-- TRY IT --
Using the records below, quote only the span that opens with the line containing "pub mod config;" and closes with the line containing "pub use entity::Entity;", exactly and inclusively.

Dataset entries
•••••

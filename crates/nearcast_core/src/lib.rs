//! # `nearcast_core`
//!
//! The core of the nearcast geospatial publish/subscribe gateway.
//!
//! Connected clients broadcast their position and receive, in near-real
//! time, the activity of every client inside their local neighborhood (or
//! of every client in one of their groups). This crate owns the hard parts:
//! spatial indexing and neighborhood coverings, the session token
//! lifecycle, the two subscription planes over a pub/sub broker, and the
//! per-connection subscription driver.
//!
//! Transports (HTTP/WebSocket, the binary TCP demo surface) and the
//! production backends (Redis, SQLite) live in `nearcast_server`; this
//! crate only speaks to them through the [`store`], [`pubsub`] and
//! [`context`] contracts, with in-memory implementations in [`memory`] for
//! tests and the simulator.

pub mod activity;
pub mod broker;
pub mod cell;
pub mod config;
pub mod context;
pub mod endpoint;
pub mod entity;
pub mod error;
pub mod group;
pub mod ids;
pub mod location;
pub mod memory;
pub mod plane;
pub mod pubsub;
pub mod store;
pub mod subscription;
pub mod token;
pub mod topology;
pub mod wire;

#[cfg(test)]
pub(crate) mod testutil;

pub use activity::{Activity, DataResponse, UserData, UserFilter};
pub use broker::Broker;
pub use cell::{cell_id_at, center_location, Cell};
pub use config::Config;
pub use context::{ArchiveContext, Context};
pub use endpoint::Endpoint;
pub use entity::Entity;
pub use error::CoreError;
pub use group::Group;
pub use ids::{ClientId, TokenId};
pub use location::Location;
pub use plane::SubscriptionPlane;
pub use pubsub::PubSub;
pub use store::{ArchiveStore, ClientChannel, ConnectionId, KeyValueStore};
pub use subscription::{Subscription, SubscriptionEvent};
pub use token::TokenStore;
pub use topology::Topology;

•••••

-- ANSWER BELOW --
pub mod config;
pub mod context;
pub mod endpoint;
pub mod entity;
pub mod error;
pub mod group;
pub mod ids;
pub mod location;
pub mod memory;
pub mod plane;
pub mod pubsub;
pub mod store;
pub mod subscription;
pub mod token;
pub mod topology;
pub mod wire;

#[cfg(test)]
pub(crate) mod testutil;

pub use activity::{Activity, DataResponse, UserData, UserFilter};
pub use broker::Broker;
pub use cell::{cell_id_at, center_location, Cell};
pub use config::Config;
pub use context::{ArchiveContext, Context};
pub use endpoint::Endpoint;
pub use entity::Entity;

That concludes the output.